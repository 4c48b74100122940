//! Registration facade for application code

use crate::client::RegistryClient;
use crate::error::Result;
use crate::service::ServiceRecord;
use async_trait::async_trait;
use std::sync::Arc;
use tokio_util::sync::CancellationToken;

/// Advertises and withdraws service instances.
#[async_trait]
pub trait Registrar: Send + Sync {
    /// Advertise `record` until `ctx` is cancelled
    async fn register(&self, ctx: &CancellationToken, record: ServiceRecord) -> Result<()>;

    /// Withdraw `record`
    async fn unregister(&self, ctx: &CancellationToken, record: &ServiceRecord) -> Result<()>;
}

/// [`Registrar`] delegating to a shared [`RegistryClient`]
#[derive(Clone)]
pub struct ServiceRegistrar {
    client: Arc<RegistryClient>,
}

impl ServiceRegistrar {
    /// Create a registrar bound to `client`
    pub fn new(client: Arc<RegistryClient>) -> Self {
        Self { client }
    }

    /// The underlying client
    pub fn client(&self) -> &Arc<RegistryClient> {
        &self.client
    }
}

#[async_trait]
impl Registrar for ServiceRegistrar {
    async fn register(&self, ctx: &CancellationToken, record: ServiceRecord) -> Result<()> {
        self.client.register(ctx, record).await
    }

    async fn unregister(&self, ctx: &CancellationToken, record: &ServiceRecord) -> Result<()> {
        self.client.unregister(ctx, record).await
    }
}

#[cfg(test)]
mod tests {
    use super::*;
    use crate::error::DiscoveryError;
    use crate::options::ClientOptions;
    use crate::store::InMemoryStore;
    use lodestar_log::Logger;

    #[tokio::test]
    async fn test_registrar_delegates() {
        let store = InMemoryStore::new();
        let client = Arc::new(RegistryClient::with_store(
            store.clone(),
            ClientOptions::default().with_logger(Logger::disabled()),
        ));
        let registrar: Box<dyn Registrar> = Box::new(ServiceRegistrar::new(client.clone()));
        let ctx = CancellationToken::new();
        let record = ServiceRecord::new("chat", "10.0.0.1:9000");

        tokio_test::assert_ok!(registrar.register(&ctx, record.clone()).await);
        assert!(store.contains("chat(tcp@10.0.0.1:9000)").await);
        assert_eq!(client.active_registrations(), 1);

        tokio_test::assert_ok!(registrar.unregister(&ctx, &record).await);
        assert!(!store.contains("chat(tcp@10.0.0.1:9000)").await);
        assert!(matches!(
            client.get_service(&ctx, "chat").await,
            Err(DiscoveryError::NotFound(_))
        ));
    }

    #[tokio::test]
    async fn test_registrar_surfaces_validation_errors() {
        let store = InMemoryStore::new();
        let client = Arc::new(RegistryClient::with_store(
            store.clone(),
            ClientOptions::default().with_logger(Logger::disabled()),
        ));
        let registrar = ServiceRegistrar::new(client.clone());
        assert!(Arc::ptr_eq(registrar.client(), &client));

        let err = registrar
            .register(&CancellationToken::new(), ServiceRecord::new("chat", ""))
            .await
            .unwrap_err();
        assert!(err.is_validation());
        assert_eq!(store.stats().await.total(), 0);

        // the shared client stays usable for lookups
        assert!(matches!(
            registrar.client().get_services(&CancellationToken::new(), "chat").await,
            Err(DiscoveryError::NotFound(_))
        ));
    }
}
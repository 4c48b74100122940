//! Error types for registration and resolution

use crate::store::StoreError;
use thiserror::Error;

/// Service discovery errors
#[derive(Debug, Error)]
pub enum DiscoveryError {
    #[error("service key is invalid")]
    InvalidKey,

    #[error("service address is invalid")]
    InvalidAddress,

    #[error("store unavailable: {0}")]
    StoreUnavailable(#[from] StoreError),

    #[error("malformed service record: {0}")]
    MalformedRecord(#[from] serde_json::Error),

    #[error("failed to decode entry {key}: {source}")]
    DecodeFailure {
        key: String,
        #[source]
        source: serde_json::Error,
    },

    #[error("service not found: {0}")]
    NotFound(String),

    #[error("client has already been closed")]
    AlreadyClosed,

    #[error("client has been closed")]
    Closed,

    #[error("operation cancelled")]
    Cancelled,
}

impl DiscoveryError {
    /// True for failures that happened before the store was contacted.
    pub fn is_validation(&self) -> bool {
        matches!(self, DiscoveryError::InvalidKey | DiscoveryError::InvalidAddress)
    }
}

pub type Result<T> = std::result::Result<T, DiscoveryError>;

★ ★ ★ ★ ★

* [WHAT TO WORK ON] The answer must be every entry, reproduced exactly.

* [ANSWER BELOW]
repository 4c48b74100122940
//! Registration facade for application code

use crate::client::RegistryClient;
use crate::error::Result;
use crate::service::ServiceRecord;
use async_trait::async_trait;
use std::sync::Arc;
use tokio_util::sync::CancellationToken;

/// Advertises and withdraws service instances.
#[async_trait]
pub trait Registrar: Send + Sync {
    /// Advertise `record` until `ctx` is cancelled
    async fn register(&self, ctx: &CancellationToken, record: ServiceRecord) -> Result<()>;

    /// Withdraw `record`
    async fn unregister(&self, ctx: &CancellationToken, record: &ServiceRecord) -> Result<()>;
}

/// [`Registrar`] delegating to a shared [`RegistryClient`]
#[derive(Clone)]
pub struct ServiceRegistrar {
    client: Arc<RegistryClient>,
}

impl ServiceRegistrar {
    /// Create a registrar bound to `client`
    pub fn new(client: Arc<RegistryClient>) -> Self {
        Self { client }
    }

    /// The underlying client
    pub fn client(&self) -> &Arc<RegistryClient> {
        &self.client
    }
}

#[async_trait]
impl Registrar for ServiceRegistrar {
    async fn register(&self, ctx: &CancellationToken, record: ServiceRecord) -> Result<()> {
        self.client.register(ctx, record).await
    }

    async fn unregister(&self, ctx: &CancellationToken, record: &ServiceRecord) -> Result<()> {
        self.client.unregister(ctx, record).await
    }
}

#[cfg(test)]
mod tests {
    use super::*;
    use crate::error::DiscoveryError;
    use crate::options::ClientOptions;
    use crate::store::InMemoryStore;
    use lodestar_log::Logger;

    #[tokio::test]
    async fn test_registrar_delegates() {
        let store = InMemoryStore::new();
        let client = Arc::new(RegistryClient::with_store(
            store.clone(),
            ClientOptions::default().with_logger(Logger::disabled()),
        ));
        let registrar: Box<dyn Registrar> = Box::new(ServiceRegistrar::new(client.clone()));
        let ctx = CancellationToken::new();
        let record = ServiceRecord::new("chat", "10.0.0.1:9000");

        tokio_test::assert_ok!(registrar.register(&ctx, record.clone()).await);
        assert!(store.contains("chat(tcp@10.0.0.1:9000)").await);
        assert_eq!(client.active_registrations(), 1);

        tokio_test::assert_ok!(registrar.unregister(&ctx, &record).await);
        assert!(!store.contains("chat(tcp@10.0.0.1:9000)").await);
        assert!(matches!(
            client.get_service(&ctx, "chat").await,
            Err(DiscoveryError::NotFound(_))
        ));
    }

    #[tokio::test]
    async fn test_registrar_surfaces_validation_errors() {
        let store = InMemoryStore::new();
        let client = Arc::new(RegistryClient::with_store(
            store.clone(),
            ClientOptions::default().with_logger(Logger::disabled()),
        ));
        let registrar = ServiceRegistrar::new(client.clone());
        assert!(Arc::ptr_eq(registrar.client(), &client));

        let err = registrar
            .register(&CancellationToken::new(), ServiceRecord::new("chat", ""))
            .await
            .unwrap_err();
        assert!(err.is_validation());
        assert_eq!(store.stats().await.total(), 0);

        // the shared client stays usable for lookups
        assert!(matches!(
            registrar.client().get_services(&CancellationToken::new(), "chat").await,
            Err(DiscoveryError::NotFound(_))
        ));
    }
}
repository 4c48b74100122940
//! Error types for registration and resolution

use crate::store::StoreError;
use thiserror::Error;

/// Service discovery errors
#[derive(Debug, Error)]
pub enum DiscoveryError {
    #[error("service key is invalid")]
    InvalidKey,

    #[error("service address is invalid")]
    InvalidAddress,

    #[error("store unavailable: {0}")]
    StoreUnavailable(#[from] StoreError),

    #[error("malformed service record: {0}")]
    MalformedRecord(#[from] serde_json::Error),

    #[error("failed to decode entry {key}: {source}")]
    DecodeFailure {
        key: String,
        #[source]
        source: serde_json::Error,
    },

    #[error("service not found: {0}")]
    NotFound(String),

    #[error("client has already been closed")]
    AlreadyClosed,

    #[error("client has been closed")]
    Closed,

    #[error("operation cancelled")]
    Cancelled,
}

impl DiscoveryError {
    /// True for failures that happened before the store was contacted.
    pub fn is_validation(&self) -> bool {
        matches!(self, DiscoveryError::InvalidKey | DiscoveryError::InvalidAddress)
    }
}

pub type Result<T> = std::result::Result<T, DiscoveryError>;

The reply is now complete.